Ce nouvel opus est donc doublement nommé Babel Babel, en écho au mythe de la tour, réflexion biblique sur la vanité et l’orgueil humain. Pour illustrer ce titre, le quintette s’est offert les talents de David LaChapelle, qui signe la pochette. L’illustre photographe américain y réinterprète cet épisode de la Bible dans un style rétrofuturiste et cataclysmique qui évoque les toiles de Bosch ou Géricault.

L’artiste donne parfaitement le ton flamboyant, parfois à la limite du pompier, du contenant, en représentant un monde actuel, cacophonique et en perdition, dans lequel l’humanité apparaît écrasée par son incapacité à dialoguer : thème central du disque !

On ne change pas une recette qui régale

Que les fans se rassurent, Indochine n’a pas perdu la main et renoue avec ce qui fait l’ADN des chansons du groupe : une pop puissante, synthétique et électrique. Mais deux titres font figure d’exceptions et se démarquent par leur production audacieuse ; les bouleversants Le Garçon qui rêve (coécrit avec la romancière Chloé Delaume, comme le titre No Name) et Seul au paradis. Symphoniques, donc accompagnés de cordes et de cuivres, ils ont été enregistrés aux Air Studios, à Londres. Tous deux grandioses, ils clôturent à merveille chacun des deux disques, mais on en vient à regretter que le projet dans son ensemble n’ait pas bénéficié d’une telle audace et d’un tel raffinement, d’autant qu’au cœur de cet orchestre, la voix de Nicolas Sirkis rayonne magnifiquement ! 

Sur le plan musical, les 15 autres titres surprennent moins. Très homogènes, ils se révèlent malgré tout être autant d’hymnes libérateurs et jouissifs portés par des chœurs envoûtants, à l’instar du tube Le Chant des cygnes, écrit en soutien aux femmes iraniennes qui défient le port obligatoire du voile.
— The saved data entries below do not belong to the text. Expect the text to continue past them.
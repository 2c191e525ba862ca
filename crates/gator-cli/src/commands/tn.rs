use colored::Colorize;
use comfy_table::{ContentArrangement, Table};

use gator_mechanics::TargetNumber;

use super::Session;
use super::args::ContextArgs;

pub fn run(session: &Session, args: &ContextArgs) -> Result<(), String> {
    let tn = session.engine.compute_target_number(&args.to_context());
    if session.json() {
        return session.print_json(&tn);
    }
    print_target_number(&tn);
    Ok(())
}

/// Breakdown table, the colored TN and the one-line sum.
pub(super) fn print_target_number(tn: &TargetNumber) {
    let mut table = Table::new();
    table.set_content_arrangement(ContentArrangement::Dynamic);
    table.set_header(vec!["Modifier", "Value"]);
    for (label, value) in tn.breakdown.terms() {
        table.add_row(vec![label.to_string(), format!("{value:+}")]);
    }
    table.add_row(vec!["Total".to_string(), tn.raw_sum.to_string()]);

    println!("{table}");
    println!();
    println!(
        "  {} {}  {}",
        "Target number:".bold(),
        super::tn_label(tn),
        format!("({} tier)", tn.tier).dimmed()
    );
    println!("  Hit chance: {:.1}%", tn.hit_probability() * 100.0);
    println!("  {}", tn.explain().dimmed());
}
Ce premier single au refrain particulièrement enthousiasmant a servi d’hymne à l’UEFA Euro 2024 de football et a été repris par la chaîne allemande ZDF à l’occasion des Jeux de Paris 2024. En la matière, Indochine fait preuve d’un savoir-faire irréprochable qui emballe depuis des décennies les foules, alors, à quoi bon changer une recette qui régale ?

Une liberté affirmée

Indochine ne se renouvelle donc pas franchement, mais s’autorise quelques libertés bienvenues, comme des longs formats, non calibrés pour les réseaux sociaux et les radios. Sept des 17 titres dépassent les cinq minutes, comme les deux d’ouverture Showtime et Babel Babel. Ce dernier commence notamment par des extraits de journaux télévisés issus du monde entier et s’étire pendant huit minutes. Ainsi, et sur la plupart des titres, Indochine parvient à instaurer des atmosphères électrisantes, qui font désormais office de signature.
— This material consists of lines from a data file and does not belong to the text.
//! Cluster (missile) hit rolls.
//!
//! A cluster weapon that hits rolls again to see how many of its
//! submunitions connect. The roll is modified and then clamped back into
//! the 2..=12 table domain. Streak launchers skip the table: a hit means
//! every missile lands.

use serde::{Deserialize, Serialize};

use crate::dice::{DiceSource, TWO_D6_MAX, TWO_D6_MIN};
use crate::tables::{self, ClusterSize};

/// Standard cluster roll adjustments.
#[derive(Debug, Clone, Copy, PartialEq, Eq, Hash, Default, Serialize, Deserialize)]
#[serde(default)]
pub struct ClusterModifiers {
    /// Artemis IV fire control (+2).
    pub artemis: bool,
    /// Target tagged by a NARC beacon (+2).
    pub narc: bool,
    /// Indirect fire (-1).
    pub indirect: bool,
    /// Any further manual adjustment.
    pub manual: i32,
}

impl ClusterModifiers {
    /// Net adjustment to the cluster roll.
    pub fn total(&self) -> i32 {
        let mut total = self.manual;
        if self.artemis {
            total = total.saturating_add(2);
        }
        if self.narc {
            total = total.saturating_add(2);
        }
        if self.indirect {
            total = total.saturating_sub(1);
        }
        total
    }

    /// Labels of the active adjustments, e.g. `+2 Artemis`.
    pub fn labels(&self) -> Vec<String> {
        let mut labels = Vec::new();
        if self.artemis {
            labels.push("+2 Artemis".to_string());
        }
        if self.narc {
            labels.push("+2 NARC".to_string());
        }
        if self.indirect {
            labels.push("-1 Indirect".to_string());
        }
        if self.manual != 0 {
            labels.push(format!("{:+} manual", self.manual));
        }
        labels
    }
}

/// Missile family, which sets damage per missile.
#[derive(Debug, Clone, Copy, PartialEq, Eq, Hash, Default, Serialize, Deserialize)]
#[serde(rename_all = "snake_case")]
pub enum MissileType {
    /// Long-range missiles, 1 damage each.
    #[default]
    Lrm,
    /// Short-range missiles, 2 damage each.
    Srm,
}

impl MissileType {
    /// Damage dealt by each missile that hits.
    pub fn damage_per_missile(self) -> u32 {
        match self {
            Self::Lrm => 1,
            Self::Srm => 2,
        }
    }

    /// Parse from user input.
    pub fn parse(s: &str) -> Option<Self> {
        match s.trim().to_lowercase().as_str() {
            "lrm" => Some(Self::Lrm),
            "srm" => Some(Self::Srm),
            _ => None,
        }
    }
}

impl std::fmt::Display for MissileType {
    fn fmt(&self, f: &mut std::fmt::Formatter<'_>) -> std::fmt::Result {
        match self {
            Self::Lrm => write!(f, "LRM"),
            Self::Srm => write!(f, "SRM"),
        }
    }
}

/// How many submunitions of a cluster attack connected.
#[derive(Debug, Clone, Copy, PartialEq, Eq, Serialize, Deserialize)]
pub struct ClusterHits {
    /// Submunitions fired.
    pub weapon_size: ClusterSize,
    /// The unmodified 2d6 total, absent for Streak.
    pub roll: Option<u8>,
    /// The modified and clamped total used for lookup, absent for Streak.
    pub adjusted_roll: Option<u8>,
    /// Submunitions that hit.
    pub hits: u32,
    /// Whether the table was skipped because the weapon is a Streak.
    pub streak_override: bool,
}

impl ClusterHits {
    /// Every submunition hits, no roll made.
    pub fn streak(weapon_size: ClusterSize) -> Self {
        Self {
            weapon_size,
            roll: None,
            adjusted_roll: None,
            hits: weapon_size.count(),
            streak_override: true,
        }
    }

    /// Apply `modifier` to an already-rolled 2d6 total and look up hits.
    pub fn from_roll(weapon_size: ClusterSize, roll: u8, modifier: i32) -> Self {
        let adjusted = clamp_to_table(i32::from(roll).saturating_add(modifier));
        Self {
            weapon_size,
            roll: Some(roll),
            adjusted_roll: Some(adjusted),
            hits: tables::cluster_hits(weapon_size, adjusted),
            streak_override: false,
        }
    }

    /// Total damage for the missile family.
    pub fn damage(&self, missile: MissileType) -> u32 {
        self.hits * missile.damage_per_missile()
    }
}

impl std::fmt::Display for ClusterHits {
    fn fmt(&self, f: &mut std::fmt::Formatter<'_>) -> std::fmt::Result {
        write!(f, "{}/{} hit", self.hits, self.weapon_size)?;
        match (self.roll, self.adjusted_roll) {
            (Some(roll), Some(adjusted)) if roll != adjusted => {
                write!(f, " (roll {roll}, adj {adjusted})")
            }
            (Some(roll), _) => write!(f, " (roll {roll})"),
            _ => write!(f, " (streak)"),
        }
    }
}

fn clamp_to_table(value: i32) -> u8 {
    value.clamp(i32::from(TWO_D6_MIN), i32::from(TWO_D6_MAX)) as u8
}

/// Resolve how many submunitions of a hitting cluster attack connect.
///
/// Streak attacks draw no dice.
pub fn resolve_cluster<D: DiceSource + ?Sized>(
    weapon_size: ClusterSize,
    modifier: i32,
    is_streak: bool,
    dice: &mut D,
) -> ClusterHits {
    if is_streak {
        return ClusterHits::streak(weapon_size);
    }
    ClusterHits::from_roll(weapon_size, dice.roll_two_d6().total(), modifier)
}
Showtime est, elle, dopée par une longue introduction incandescente, impulsée par une phrase extraite d’un livre de Chloé Mons : « Et moi, je couche toujours le premier soir et dans mon esprit oui, c’est toujours pour la vie. » Nicolas Sirkis la reprend avec Ana Perrote, chanteuse du groupe espagnol Hinds, mais Gilrfriend, son duo aérien avec Marion Brunetto de Requin Chagrin, nous a davantage emportés.

indochine-ok

Parmi les autres libertés, on retient les rythmiques disco de Victoria ou l’électro-reggae de La Belle et la Bête. En revanche, on se serait bien passé des cuivres embarrassants d’Annabelle Lee, qui lui confèrent une ambiance de kermesse.
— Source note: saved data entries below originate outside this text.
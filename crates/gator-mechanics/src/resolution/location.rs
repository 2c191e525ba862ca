//! Hit location rolls.

use serde::{Deserialize, Serialize};

use crate::dice::DiceSource;
use crate::tables::{self, Facing, Location};

/// Where an attack struck.
#[derive(Debug, Clone, Copy, PartialEq, Eq, Serialize, Deserialize)]
pub struct HitLocation {
    /// The arc the attack came from.
    pub facing: Facing,
    /// The 2d6 total rolled.
    pub roll: u8,
    /// The location struck.
    pub location: Location,
}

impl HitLocation {
    /// Look up the location for an already-rolled 2d6 total.
    pub fn from_roll(facing: Facing, roll: u8) -> Self {
        Self {
            facing,
            roll,
            location: tables::hit_location(roll),
        }
    }

    /// Whether the damage goes to rear armor. The head has none.
    pub fn is_rear(&self) -> bool {
        self.facing == Facing::Rear && self.location.has_rear()
    }

    /// Record-sheet label such as `LT (Rear)` or `HEAD`.
    pub fn label(&self) -> String {
        if self.is_rear() {
            format!("{} (Rear)", self.location.abbrev())
        } else {
            self.location.abbrev().to_string()
        }
    }
}

impl std::fmt::Display for HitLocation {
    fn fmt(&self, f: &mut std::fmt::Formatter<'_>) -> std::fmt::Result {
        write!(f, "{} → {} (2d6={})", self.facing, self.label(), self.roll)
    }
}

/// Roll 2d6 and look up the location struck from `facing`.
pub fn resolve_hit_location<D: DiceSource + ?Sized>(facing: Facing, dice: &mut D) -> HitLocation {
    HitLocation::from_roll(facing, dice.roll_two_d6().total())
}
Au sein de cette grande fête onirique, Indochine conjugue l’obscurité et la lumière, questionne une nouvelle fois le genre, s’invite dans le conflit russo-ukrainien et côtoie pêle-mêle Volodymyr Zelensky, l’ex-Première ministre finlandaise Sanna Marin, Henry Kissinger, Oskar Kokoschka, Peter Pan… Tous semblent ainsi marcher à l’unisson, emportés par cet élan tempétueux, mais revigorant !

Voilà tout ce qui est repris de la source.